Fairness | Decisions are unbiased to identity features such as gender, race, nationality, sexual orientation, religion, political opinion, skin colour, education, address and age. |
Accountability | Decisions should be traceable, reproducible and liable. All decisions and their consequences must be owned and explained by the decision maker or administrator of the decision maker. |
Confidentiality | Personal information which can be used to identify individuals or communities must be secure and above intentional or accidental misuse. |
Ethics | Decisions should follow sound thical considerations and not infringe on the fundamental human tights and wellbeing of people. It should also not harm the environment while it is being used or under development in any way. |
Transparency | Understanding why a decision is made is key to establishing trust in the decision process. Accompanying decisions with explanations and analysis reports help understand the outcome. |
Safety | AI systems should be robust, secure and safe throughout their entire lifecycle so that they function appropriately in conditions of normal use, foreseeable use or misuse, or other adverse conditions and do not pose an unreasonable safety risk. |
Data | Refers to interpretable information in the context of the world. Data can be in the form of text, numbers, images, audio, video, co-ordinates, address, email, phone numbers, names, machine logs, journals, sensor readings, etc. In our context, data encapsulates all text/media/documents related to the project and not limited to only datasets used for modelling and analyses. |
Model | Refers to a function or process which uses data to draw inferences about the world. Models can be statistical, symbolic, mathematical, deterministic, stochastic, neural networks, flow charts, black-box, white-box, decision trees, etc. In our context, model represents the world in which the decisions are effective and the consequences of the decisions have repercussions. |
Deploy(ment) | Refers to a system which uses the model to make inferences on unseen events of the world.

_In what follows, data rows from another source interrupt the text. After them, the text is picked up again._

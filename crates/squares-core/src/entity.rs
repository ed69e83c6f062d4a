//! Record types for the five entity kinds: games, squares, questions,
//! answers, and guesses.
//!
//! Squares and questions form a fixed catalog shared by every game. Games own
//! their board; answers and guesses are scoped to a game and are superseded
//! in place rather than duplicated.

use chrono::{DateTime, Utc};
use serde::{Deserialize, Serialize};
use strum::{Display, EnumIter, EnumString};
use uuid::Uuid;

use crate::board::{Board, Mark};

// ─── Game ────────────────────────────────────────────────────────────────────

/// Where the host is in the current turn.
#[derive(
  Debug,
  Clone,
  Copy,
  Default,
  PartialEq,
  Eq,
  Serialize,
  Deserialize,
  Display,
  EnumString,
  EnumIter,
)]
#[serde(rename_all = "kebab-case")]
#[strum(serialize_all = "kebab-case")]
pub enum GameState {
  /// A square may be activated.
  #[default]
  Idle,
  /// The active square is the secret square.
  SecretSquare,
  /// Audience percentages are on display.
  ShowGuesses,
  /// Terminal until the next game.
  Win,
}

#[derive(Debug, Clone, Serialize, Deserialize)]
pub struct Game {
  pub game_id:    Uuid,
  pub slug:       String,
  pub board:      Board,
  pub state:      GameState,
  /// Server-assigned; the newest game for a slug is the live one.
  pub created_at: DateTime<Utc>,
}

/// Fields of a game that may change. `None` leaves the field untouched.
#[derive(Debug, Clone, Default)]
pub struct GamePatch {
  pub board: Option<Board>,
  pub state: Option<GameState>,
}

// ─── Square ──────────────────────────────────────────────────────────────────

#[derive(Debug, Clone, Serialize, Deserialize)]
pub struct Square {
  pub square_id: Uuid,
  /// Board cell this square occupies, `0..=8`.
  pub location:  u8,
  pub name:      String,
  pub link:      Option<String>,
  /// Opaque key into external photo storage.
  pub photo:     Option<String>,
  pub active:    bool,
  pub secret:    bool,
  /// `None` while the square is unresolved.
  pub state:     Option<Mark>,
}

#[derive(Debug, Clone)]
pub struct NewSquare {
  pub location: u8,
  pub name:     String,
  pub link:     Option<String>,
  pub photo:    Option<String>,
}

/// Fields of a square that may change. `None` leaves the field untouched;
/// `state: Some(None)` clears the square.
#[derive(Debug, Clone, Default)]
pub struct SquarePatch {
  pub active: Option<bool>,
  pub secret: Option<bool>,
  pub state:  Option<Option<Mark>>,
  pub name:   Option<String>,
  pub link:   Option<Option<String>>,
  pub photo:  Option<Option<String>>,
}

impl SquarePatch {
  /// Reset an unresolved square: no mark, not active.
  pub fn cleared() -> Self {
    Self { active: Some(false), state: Some(None), ..Self::default() }
  }
}

// ─── Question ────────────────────────────────────────────────────────────────

#[derive(Debug, Clone, Serialize, Deserialize)]
pub struct Question {
  pub question_id: Uuid,
  pub square_id:   Uuid,
  pub text:        String,
  /// The canned answer the square gives.
  pub answer:      String,
  pub active:      bool,
  /// Once set, never cleared.
  pub complete:    bool,
  pub created_at:  DateTime<Utc>,
}

#[derive(Debug, Clone)]
pub struct NewQuestion {
  pub square_id: Uuid,
  pub text:      String,
  pub answer:    String,
}

#[derive(Debug, Clone, Default)]
pub struct QuestionPatch {
  pub active:   Option<bool>,
  pub complete: Option<bool>,
}

// ─── Answer ──────────────────────────────────────────────────────────────────

/// The host's ruling on whether the square's canned answer was correct.
/// Unique per (game, question).
#[derive(Debug, Clone, Serialize, Deserialize)]
pub struct Answer {
  pub answer_id:          Uuid,
  pub game_id:            Uuid,
  pub question_id:        Uuid,
  pub was_square_correct: bool,
  /// Set when the turn on this question ends in this game. Never cleared.
  pub resolved:           bool,
  pub recorded_at:        DateTime<Utc>,
}

impl Answer {
  /// The guess that agrees with this ruling.
  pub fn winning_guess(&self) -> GuessChoice {
    if self.was_square_correct {
      GuessChoice::Agree
    } else {
      GuessChoice::Disagree
    }
  }

  /// Whether `guess` matches this ruling. A missing guess never matches.
  pub fn is_matched_by(&self, guess: Option<GuessChoice>) -> bool {
    guess == Some(self.winning_guess())
  }
}

// ─── Guess ───────────────────────────────────────────────────────────────────

/// An audience member's prediction about the square's answer.
#[derive(
  Debug,
  Clone,
  Copy,
  PartialEq,
  Eq,
  Hash,
  Serialize,
  Deserialize,
  Display,
  EnumString,
  EnumIter,
)]
#[serde(rename_all = "lowercase")]
#[strum(serialize_all = "lowercase")]
pub enum GuessChoice {
  Agree,
  Disagree,
}

/// Unique per (game, user, question); the latest guess wins.
#[derive(Debug, Clone, Serialize, Deserialize)]
pub struct Guess {
  pub guess_id:    Uuid,
  pub game_id:     Uuid,
  pub user_id:     String,
  pub question_id: Uuid,
  pub square_id:   Uuid,
  pub guess:       GuessChoice,
  pub recorded_at: DateTime<Utc>,
}

/// Input to [`crate::store::GameStore::upsert_guess`]. `user_id` comes from
/// the caller's identity, never from request data.
#[derive(Debug, Clone)]
pub struct NewGuess {
  pub game_id:     Uuid,
  pub user_id:     String,
  pub question_id: Uuid,
  pub square_id:   Uuid,
  pub guess:       GuessChoice,
}
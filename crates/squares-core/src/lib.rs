//! Core types, rules, and the game engine for Squares, a host-driven trivia
//! game played on a 3×3 grid.
//!
//! This crate is deliberately free of database and transport dependencies.
//! Storage backends implement [`store::GameStore`]; the engine modules are
//! generic over it.

// We intentionally use native `async fn` in traits (stabilised in Rust 1.75).
// Suppress the advisory lint about `Send` bounds on the returned futures.
#![allow(async_fn_in_trait)]

pub mod board;
pub mod entity;
pub mod error;
pub mod identity;
pub mod judge;
pub mod ledger;
pub mod questions;
pub mod session;
pub mod squares;
pub mod store;

pub use error::{Error, Precondition, Result};
pub use session::GameSession;
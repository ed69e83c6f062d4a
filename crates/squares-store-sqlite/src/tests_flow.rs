//! Whole-game flows through `GameSession` backed by an in-memory store.

use std::sync::Arc;

use squares_core::{
  Error, GameSession, Precondition,
  board::{Mark, Outcome},
  entity::{
    Game, GameState, GuessChoice, NewQuestion, NewSquare, Square, SquarePatch,
  },
  identity::Caller,
  judge::SecretSquareOutcome,
  ledger::{GuessTally, Score},
  squares::{self, choose_secret_index},
  store::GameStore,
};

use crate::SqliteStore;

type Session = GameSession<SqliteStore>;

const SLUG: &str = "friday";

fn host() -> Caller { Caller::host("user_host") }

fn player(id: &str) -> Caller { Caller::player(id) }

/// Nine squares, one question each.
async fn catalog() -> Arc<SqliteStore> {
  let store = SqliteStore::open_in_memory()
    .await
    .expect("in-memory store");
  for location in 0..9u8 {
    let square = store
      .insert_square(NewSquare {
        location,
        name: format!("Panelist {location}"),
        link: None,
        photo: None,
      })
      .await
      .unwrap();
    store
      .insert_question(NewQuestion {
        square_id: square.square_id,
        text:      format!("Question {location}?"),
        answer:    format!("Answer {location}"),
      })
      .await
      .unwrap();
  }
  Arc::new(store)
}

async fn session() -> Session {
  GameSession::start(catalog().await, &host(), SLUG).await.unwrap()
}

async fn at(s: &Session, location: u8) -> Square {
  s.square_at(location).await.unwrap()
}

/// Select `location` and resolve it with `mark`.
async fn play(s: &Session, location: u8, mark: Mark) -> Game {
  let square = at(s, location).await;
  s.select(&host(), square.square_id).await.unwrap();
  match mark {
    Mark::X => s.mark_x(&host(), square.square_id).await.unwrap(),
    Mark::O => {
      s.record_answer(&host(), true).await.unwrap();
      s.mark_o(&host(), square.square_id).await.unwrap()
    }
  }
}

/// A location that is not the secret square.
async fn ordinary_location(s: &Session) -> u8 {
  let secret = s.store().secret_square().await.unwrap().unwrap();
  (secret.location + 1) % 9
}

// ─── Setup ───────────────────────────────────────────────────────────────────

#[tokio::test]
async fn start_creates_idle_game_with_one_secret() {
  let s = session().await;
  let game = s.game().await.unwrap();
  assert_eq!(game.slug, SLUG);
  assert_eq!(game.state, GameState::Idle);
  assert_eq!(game.board.evaluate(), Outcome::Undecided);

  let secrets = s.squares().await.unwrap().iter().filter(|sq| sq.secret).count();
  assert_eq!(secrets, 1);
}

#[tokio::test]
async fn start_reuses_the_live_game() {
  let store = catalog().await;
  let first = GameSession::start(Arc::clone(&store), &host(), SLUG).await.unwrap();
  let again = GameSession::start(Arc::clone(&store), &host(), SLUG).await.unwrap();
  assert_eq!(first.game_id(), again.game_id());

  let opened = GameSession::open(store, SLUG).await.unwrap();
  assert_eq!(opened.game_id(), first.game_id());
}

#[tokio::test]
async fn open_unknown_slug_fails() {
  let err = GameSession::open(catalog().await, "nope").await.unwrap_err();
  assert!(matches!(err, Error::NoGameForSlug(slug) if slug == "nope"));
}

#[tokio::test]
async fn start_requires_host() {
  let store = catalog().await;
  let err = GameSession::start(Arc::clone(&store), &player("user_a"), SLUG)
    .await
    .unwrap_err();
  assert!(matches!(err, Error::Unauthorized(_)));
  assert!(store.game_by_slug(SLUG.into()).await.unwrap().is_none());
}

// ─── Secret square ───────────────────────────────────────────────────────────

#[tokio::test]
async fn designate_leaves_exactly_one_secret() {
  let s = session().await;
  for sq in s.squares().await.unwrap() {
    s.store()
      .patch_square(sq.square_id, SquarePatch {
        secret: Some(sq.location % 2 == 0),
        ..Default::default()
      })
      .await
      .unwrap();
  }

  let chosen = s.reset_secret_square(&host(), 7).await.unwrap();
  assert_eq!(chosen.location, choose_secret_index(7));

  let secrets: Vec<u8> = s
    .squares()
    .await
    .unwrap()
    .iter()
    .filter(|sq| sq.secret)
    .map(|sq| sq.location)
    .collect();
  assert_eq!(secrets, vec![choose_secret_index(7)]);
}

#[tokio::test]
async fn designate_rejects_incomplete_catalog() {
  let store = SqliteStore::open_in_memory().await.unwrap();
  for location in 0..8u8 {
    store
      .insert_square(NewSquare {
        location,
        name: format!("Panelist {location}"),
        link: None,
        photo: None,
      })
      .await
      .unwrap();
  }
  let err = squares::designate_secret_square(&store, 1).await.unwrap_err();
  assert!(matches!(
    err,
    Error::PreconditionUnmet(Precondition::IncompleteCatalog)
  ));
  assert!(store.secret_square().await.unwrap().is_none());
}

#[tokio::test]
async fn selecting_secret_square_sets_state() {
  let s = session().await;
  let secret = s.store().secret_square().await.unwrap().unwrap();

  let (square, question) = s.select(&host(), secret.square_id).await.unwrap();
  assert!(square.active);
  assert!(question.active);
  assert_eq!(question.square_id, secret.square_id);
  assert_eq!(s.game().await.unwrap().state, GameState::SecretSquare);
}

// ─── Selecting ───────────────────────────────────────────────────────────────

#[tokio::test]
async fn select_ordinary_square_stays_idle() {
  let s = session().await;
  let square = at(&s, ordinary_location(&s).await).await;

  s.select(&host(), square.square_id).await.unwrap();
  assert_eq!(s.game().await.unwrap().state, GameState::Idle);
  assert_eq!(
    s.active_square().await.unwrap().unwrap().square_id,
    square.square_id
  );
  assert_eq!(
    s.active_question().await.unwrap().unwrap().square_id,
    square.square_id
  );
}

#[tokio::test]
async fn second_active_square_rejected() {
  let s = session().await;
  let first = at(&s, 0).await;
  let second = at(&s, 1).await;
  s.select(&host(), first.square_id).await.unwrap();

  let err = s.select(&host(), second.square_id).await.unwrap_err();
  assert!(matches!(
    err,
    Error::PreconditionUnmet(Precondition::SquareAlreadyActive)
  ));
  assert!(!at(&s, 1).await.active);
}

#[tokio::test]
async fn marked_square_cannot_be_selected() {
  let s = session().await;
  play(&s, 3, Mark::X).await;

  let err = s.select(&host(), at(&s, 3).await.square_id).await.unwrap_err();
  assert!(matches!(
    err,
    Error::PreconditionUnmet(Precondition::SquareAlreadyMarked)
  ));
}

#[tokio::test]
async fn non_host_cannot_select() {
  let s = session().await;
  let square = at(&s, 0).await;

  let err = s.select(&player("user_a"), square.square_id).await.unwrap_err();
  assert!(matches!(err, Error::Unauthorized(_)));
  assert!(s.active_square().await.unwrap().is_none());
  assert!(s.active_question().await.unwrap().is_none());
}

// ─── Rulings and marks ───────────────────────────────────────────────────────

#[tokio::test]
async fn mark_x_writes_board_and_returns_to_idle() {
  let s = session().await;
  let game = play(&s, 4, Mark::X).await;

  assert_eq!(game.board.get(4), Some(Mark::X));
  assert_eq!(game.state, GameState::Idle);

  let square = at(&s, 4).await;
  assert!(!square.active);
  assert_eq!(square.state, Some(Mark::X));
  assert!(s.active_question().await.unwrap().is_none());
  assert_eq!(s.store().complete_questions().await.unwrap().len(), 1);
}

#[tokio::test]
async fn mark_o_requires_a_correct_ruling() {
  let s = session().await;
  let square = at(&s, 2).await;
  s.select(&host(), square.square_id).await.unwrap();

  let err = s.mark_o(&host(), square.square_id).await.unwrap_err();
  assert!(matches!(
    err,
    Error::PreconditionUnmet(Precondition::AnswerNotRecorded)
  ));

  s.record_answer(&host(), false).await.unwrap();
  let err = s.mark_o(&host(), square.square_id).await.unwrap_err();
  assert!(matches!(
    err,
    Error::PreconditionUnmet(Precondition::AnswerNotCorrect)
  ));
  assert_eq!(s.game().await.unwrap().board.get(2), None);

  s.record_answer(&host(), true).await.unwrap();
  let game = s.mark_o(&host(), square.square_id).await.unwrap();
  assert_eq!(game.board.get(2), Some(Mark::O));
}

#[tokio::test]
async fn mark_requires_the_active_square() {
  let s = session().await;
  s.select(&host(), at(&s, 0).await.square_id).await.unwrap();

  let err = s.mark_x(&host(), at(&s, 1).await.square_id).await.unwrap_err();
  assert!(matches!(
    err,
    Error::PreconditionUnmet(Precondition::SquareNotActive)
  ));
}

#[tokio::test]
async fn record_answer_latest_wins() {
  let s = session().await;
  s.select(&host(), at(&s, 0).await.square_id).await.unwrap();

  s.record_answer(&host(), true).await.unwrap();
  s.record_answer(&host(), false).await.unwrap();

  let answers = s.answers().await.unwrap();
  assert_eq!(answers.len(), 1);
  assert!(!answers[0].was_square_correct);
  assert!(!s.current_answer().await.unwrap().unwrap().was_square_correct);
}

#[tokio::test]
async fn record_answer_needs_active_question() {
  let s = session().await;
  let err = s.record_answer(&host(), true).await.unwrap_err();
  assert!(matches!(
    err,
    Error::PreconditionUnmet(Precondition::NoActiveQuestion)
  ));
}
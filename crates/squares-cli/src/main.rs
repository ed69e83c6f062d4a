//! `squares`: host and audience console for a Squares game.
//!
//! Reads `squares.toml` (or the path given with `--config`), layers
//! `SQUARES_*` environment variables and command-line flags over it, opens
//! the SQLite store, and runs one engine call.
//!
//! # Usage
//!
//! ```
//! squares --role host seed catalog.json
//! squares --role host start
//! squares --role host select 4
//! squares --user user_alice guess agree
//! squares --role host answer correct
//! squares --role host mark 4 o
//! ```

mod config;
mod seed;

use std::{path::PathBuf, sync::Arc};

use anyhow::Context as _;
use clap::{Parser, Subcommand, ValueEnum};
use serde::Serialize;
use squares_core::{
  GameSession,
  board::{Board, Outcome},
  entity::GuessChoice,
  identity::{Caller, require_host},
  judge::SecretSquareOutcome,
  squares,
};
use squares_store_sqlite::SqliteStore;
use tracing::level_filters::LevelFilter;
use tracing_subscriber::EnvFilter;

use crate::config::{CliConfig, Overrides, Role};

// ─── CLI args ─────────────────────────────────────────────────────────────────

#[derive(Parser, Debug)]
#[command(name = "squares", version, about = "Host and audience console for a Squares game")]
struct Cli {
  /// Path to the TOML configuration file.
  #[arg(short, long, default_value = "squares.toml")]
  config: PathBuf,

  /// SQLite database path.
  #[arg(long, global = true)]
  store: Option<PathBuf>,

  /// Game slug.
  #[arg(long, global = true)]
  slug: Option<String>,

  /// Opaque user id of the caller.
  #[arg(long, global = true)]
  user: Option<String>,

  #[arg(long, value_enum, global = true)]
  role: Option<Role>,

  #[command(subcommand)]
  command: Command,
}

#[derive(Subcommand, Debug)]
enum Command {
  /// Load squares and questions from a JSON catalog file.
  Seed { file: PathBuf },
  /// Create the live game for the slug if there is none.
  Start,
  /// Show the board, game state, and result.
  Board,
  /// List the square catalog.
  Squares,
  /// Activate the square at a location.
  Select { location: u8 },
  /// Deactivate the square at a location without resolving it.
  Deselect { location: u8 },
  /// Rule on the active question.
  Answer {
    #[arg(value_enum)]
    ruling: Ruling,
  },
  /// Put the audience percentages on display.
  ShowGuesses,
  /// Resolve the active square.
  Mark {
    location: u8,
    #[arg(value_enum)]
    mark:     MarkKind,
  },
  /// Reset one square to unmarked.
  Clear { location: u8 },
  /// Reset every square.
  ClearAll,
  /// Re-draw the secret square.
  Secret {
    #[arg(long)]
    seed: Option<u64>,
  },
  /// Replace a square's display details.
  UpdateSquare {
    location: u8,
    #[arg(long)]
    name:     String,
    #[arg(long)]
    link:     Option<String>,
    #[arg(long)]
    photo:    Option<String>,
  },
  /// Start the next game for the slug.
  NextGame,
  /// Guess on the active square's question.
  Guess { choice: GuessChoice },
  /// Show your guess on the active question.
  MyGuess,
  /// Agree/disagree split on the active question.
  Tally,
  /// Rulings recorded in the live game.
  Answers,
  /// Your score on settled questions.
  Score,
  /// Correct-guess totals for every player.
  Scoreboard,
  /// How your secret-square guess fared.
  SecretStatus,
}

#[derive(Clone, Copy, Debug, ValueEnum)]
enum Ruling {
  Correct,
  Incorrect,
}

#[derive(Clone, Copy, Debug, ValueEnum)]
enum MarkKind {
  X,
  O,
  /// End the turn without a letter.
  Incorrect,
}

// ─── Entry point ──────────────────────────────────────────────────────────────

#[tokio::main]
async fn main() -> anyhow::Result<()> {
  tracing_subscriber::fmt()
    .with_env_filter(
      EnvFilter::builder()
        .with_default_directive(LevelFilter::INFO.into())
        .from_env_lossy(),
    )
    .with_writer(std::io::stderr)
    .init();

  let cli = Cli::parse();

  let cfg = CliConfig::load(&cli.config, Overrides {
    store_path: cli.store,
    slug:       cli.slug,
    user:       cli.user,
    role:       cli.role,
  })?;

  let store = SqliteStore::open(&cfg.store_path)
    .await
    .with_context(|| format!("failed to open store at {:?}", cfg.store_path))?;
  let store = Arc::new(store);
  let caller = cfg.caller();

  run(cli.command, store, &cfg, &caller).await
}

// ─── Dispatch ─────────────────────────────────────────────────────────────────

async fn run(
  command: Command,
  store: Arc<SqliteStore>,
  cfg: &CliConfig,
  caller: &Caller,
) -> anyhow::Result<()> {
  match command {
    Command::Seed { file } => {
      require_host(caller)?;
      let catalog = seed::read(&file)?;
      let (squares, questions) = seed::load(store.as_ref(), catalog).await?;
      println!("seeded {squares} squares, {questions} questions");
    }
    Command::Start => {
      let session = GameSession::start(store, caller, &cfg.slug).await?;
      println!("live game {} for {:?}", session.game_id(), cfg.slug);
    }
    command => {
      let session = GameSession::open(store, &cfg.slug)
        .await
        .with_context(|| format!("no live game for {:?}; run `squares start`", cfg.slug))?;
      in_session(command, &session, cfg, caller).await?;
    }
  }
  Ok(())
}

/// Commands that act on the live game.
async fn in_session(
  command: Command,
  session: &GameSession<SqliteStore>,
  cfg: &CliConfig,
  caller: &Caller,
) -> anyhow::Result<()> {
  match command {
    Command::Seed { .. } | Command::Start => {}

    // Host: turn flow.
    Command::Select { location } => {
      let square = session.square_at(location).await?;
      let (square, question) = session.select(caller, square.square_id).await?;
      println!("{} is up: {}", square.name, question.text);
      println!("their answer: {}", question.answer);
    }
    Command::Deselect { location } => {
      let square = session.square_at(location).await?;
      session.deselect(caller, square.square_id).await?;
    }
    Command::Answer { ruling } => {
      let answer = session
        .record_answer(caller, matches!(ruling, Ruling::Correct))
        .await?;
      print_json(&answer)?;
    }
    Command::ShowGuesses => {
      session.show_guesses(caller).await?;
      print_tally(session).await?;
    }
    Command::Mark { location, mark } => {
      let square = session.square_at(location).await?;
      let game = match mark {
        MarkKind::X => session.mark_x(caller, square.square_id).await?,
        MarkKind::O => session.mark_o(caller, square.square_id).await?,
        MarkKind::Incorrect => session.mark_incorrect(caller, square.square_id).await?,
      };
      print_board(&game.board);
      print_outcome(game.board.evaluate());
    }
    Command::NextGame => {
      let next = session.next_game(caller).await?;
      println!("live game {} for {:?}", next.game_id(), cfg.slug);
    }

    // Host: catalog controls.
    Command::Clear { location } => {
      let square = session.square_at(location).await?;
      session.clear_square(caller, square.square_id).await?;
    }
    Command::ClearAll => {
      let cleared = session.clear_all(caller).await?;
      println!("cleared {} squares", cleared.len());
    }
    Command::Secret { seed } => {
      let seed = seed.unwrap_or_else(squares::random_seed);
      session.reset_secret_square(caller, seed).await?;
      println!("secret square re-drawn");
    }
    Command::UpdateSquare { location, name, link, photo } => {
      let square = session.square_at(location).await?;
      let square = session
        .update_square_details(caller, square.square_id, name, link, photo)
        .await?;
      print_json(&square)?;
    }

    // Audience.
    Command::Guess { choice } => {
      let guess = session.guess(caller, choice).await?;
      println!("you guessed {}", guess.guess);
    }
    Command::MyGuess => match session.my_guess(caller).await? {
      Some(guess) => println!("{}", guess.guess),
      None => println!("no guess on the active question"),
    },
    Command::Score => {
      let score = session.my_score(caller).await?;
      println!("{} / {}", score.correct, score.total);
    }
    Command::SecretStatus => {
      let outcome = session.secret_square_outcome(caller).await?;
      println!("{}", secret_status(outcome));
    }

    // Reads.
    Command::Board => {
      let game = session.game().await?;
      println!("game {} ({})", game.game_id, game.state);
      print_board(&game.board);
      print_outcome(session.check_for_win().await?);
    }
    Command::Squares => {
      for square in session.squares().await? {
        let mark = square.state.map_or("-".to_string(), |m| m.to_string());
        let mut flags = Vec::new();
        if square.active {
          flags.push("active");
        }
        if caller.host && square.secret {
          flags.push("secret");
        }
        println!("{} {mark} {} {}", square.location, square.name, flags.join(","));
      }
    }
    Command::Tally => print_tally(session).await?,
    Command::Answers => print_json(&session.answers().await?)?,
    Command::Scoreboard => print_json(&session.scoreboard().await?)?,
  }
  Ok(())
}

// ─── Output ───────────────────────────────────────────────────────────────────

fn print_json<T: Serialize>(value: &T) -> anyhow::Result<()> {
  println!("{}", serde_json::to_string_pretty(value)?);
  Ok(())
}

fn print_board(board: &Board) {
  for row in board_rows(board) {
    println!("{row}");
  }
}

/// The board's text form split into its three rows.
fn board_rows(board: &Board) -> Vec<String> {
  board
    .to_string()
    .as_bytes()
    .chunks(3)
    .map(|row| String::from_utf8_lossy(row).into_owned())
    .collect()
}

fn secret_status(outcome: SecretSquareOutcome) -> &'static str {
  match outcome {
    SecretSquareOutcome::Undetermined => "secret square not settled yet",
    _ if outcome.is_correct() => "you called the secret square",
    _ => "you missed the secret square",
  }
}

fn print_outcome(outcome: Outcome) {
  if let Some(label) = outcome.winner_label() {
    println!("winner: {label}");
  }
}

async fn print_tally(session: &GameSession<SqliteStore>) -> anyhow::Result<()> {
  let Some(question) = session.active_question().await? else {
    println!("no active question");
    return Ok(());
  };
  let tally = session.guess_tally(question.question_id).await?;
  println!(
    "agree {}% ({})  disagree {}% ({})",
    tally.agree_pct, tally.agree, tally.disagree_pct, tally.disagree
  );
  Ok(())
}
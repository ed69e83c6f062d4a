//! SQL schema for the Squares SQLite store.
//!
//! Executed once at connection startup. Future migrations will be gated on
//! `PRAGMA user_version`.

/// Full schema DDL; idempotent thanks to `CREATE TABLE IF NOT EXISTS`.
pub const SCHEMA: &str = "
PRAGMA journal_mode = WAL;
PRAGMA foreign_keys = ON;

-- One row per playthrough. The newest row for a slug is the live game.
CREATE TABLE IF NOT EXISTS games (
    game_id     TEXT PRIMARY KEY,
    slug        TEXT NOT NULL,
    board       TEXT NOT NULL DEFAULT '.........',
    state       TEXT NOT NULL DEFAULT 'idle',   -- idle | secret-square | show-guesses | win
    created_at  TEXT NOT NULL
);

-- The shared catalog of nine squares.
CREATE TABLE IF NOT EXISTS squares (
    square_id  TEXT PRIMARY KEY,
    location   INTEGER NOT NULL UNIQUE CHECK (location BETWEEN 0 AND 8),
    name       TEXT NOT NULL,
    link       TEXT,
    photo      TEXT,
    active     INTEGER NOT NULL DEFAULT 0,
    secret     INTEGER NOT NULL DEFAULT 0,
    state      TEXT                               -- 'X' | 'O' | NULL
);

CREATE TABLE IF NOT EXISTS questions (
    question_id TEXT PRIMARY KEY,
    square_id   TEXT NOT NULL REFERENCES squares(square_id),
    text        TEXT NOT NULL,
    answer      TEXT NOT NULL,
    active      INTEGER NOT NULL DEFAULT 0,
    complete    INTEGER NOT NULL DEFAULT 0,
    created_at  TEXT NOT NULL
);

-- Host rulings; overwritten in place per (game, question).
CREATE TABLE IF NOT EXISTS answers (
    answer_id          TEXT PRIMARY KEY,
    game_id            TEXT NOT NULL REFERENCES games(game_id),
    question_id        TEXT NOT NULL REFERENCES questions(question_id),
    was_square_correct INTEGER NOT NULL,
    resolved           INTEGER NOT NULL DEFAULT 0,   -- turn ended in this game
    recorded_at        TEXT NOT NULL,
    UNIQUE (game_id, question_id)
);

-- Audience guesses; overwritten in place per (game, user, question).
CREATE TABLE IF NOT EXISTS guesses (
    guess_id    TEXT PRIMARY KEY,
    game_id     TEXT NOT NULL REFERENCES games(game_id),
    user_id     TEXT NOT NULL,
    question_id TEXT NOT NULL REFERENCES questions(question_id),
    square_id   TEXT NOT NULL REFERENCES squares(square_id),
    guess       TEXT NOT NULL,                    -- agree | disagree
    recorded_at TEXT NOT NULL,
    UNIQUE (game_id, user_id, question_id)
);

CREATE INDEX IF NOT EXISTS games_slug_idx         ON games(slug);
CREATE INDEX IF NOT EXISTS squares_active_idx     ON squares(active);
CREATE INDEX IF NOT EXISTS squares_secret_idx     ON squares(secret);
CREATE INDEX IF NOT EXISTS questions_square_idx   ON questions(square_id);
CREATE INDEX IF NOT EXISTS questions_active_idx   ON questions(active);
CREATE INDEX IF NOT EXISTS questions_complete_idx ON questions(complete);
CREATE INDEX IF NOT EXISTS guesses_question_idx   ON guesses(game_id, question_id);

PRAGMA user_version = 1;
";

A deployment can be a script, a function in a program, an excel sheet, a web application, a decision making system, a toolkit, a library package, a form, a program, an application, a mobile app, a feature in a mobile app, etc. In our context, a deployment is an implementation of the model which is used to make inferences on unseen data. An implementation can refer to both online and offline use of the model. |
Feature Imbalance | When a subset of features in the dataset contain most of the useful information to represent the datapoint. Also applies to range of the feature values. |
Class Imbalance | When a subset of the classes are represented by most of the datapoints in the dataset. Ideally, the training set should sufficiently represent the test set. |
Hyper-parameter | A parameter that is set before the learning process begins. It affects the performance of the model. |
Optimal Hyper-parameter | A hyper-parameter value which achieves the model’s best performance is said to be optimal. |
Active Learning | A special case of machine learning in which a learning algorithm is able to interactively query the user to obtain the desired outputs at new data points. |
Decision Workflow | A subset of the process which only contains decision nodes. Applies only to non-trivial system where an instance of the process does not explore the whole system. |
Dataset | A set of datapoints which serve as input and labels to a prediction model. The dataset includes all datapoints with and without corresponding labels. Only the datapoints with labels can be used in the training, validation and test sets. |
Training Set | A subset of the dataset used to teach the model about the data. Usually, 80% of the labelled dataset. |
Validation Set | A subset of the dataset used to tune the model with respect to the data. Usually, 10% of the labelled dataset. |
Test Set | A subset of the dataset used to evaluate the model on the data. Usually, 10% of the labelled dataset. |
Inference Set | All datapoints which are not in the training, validation, test sets. These datapoints can be with and without corresponding labels. |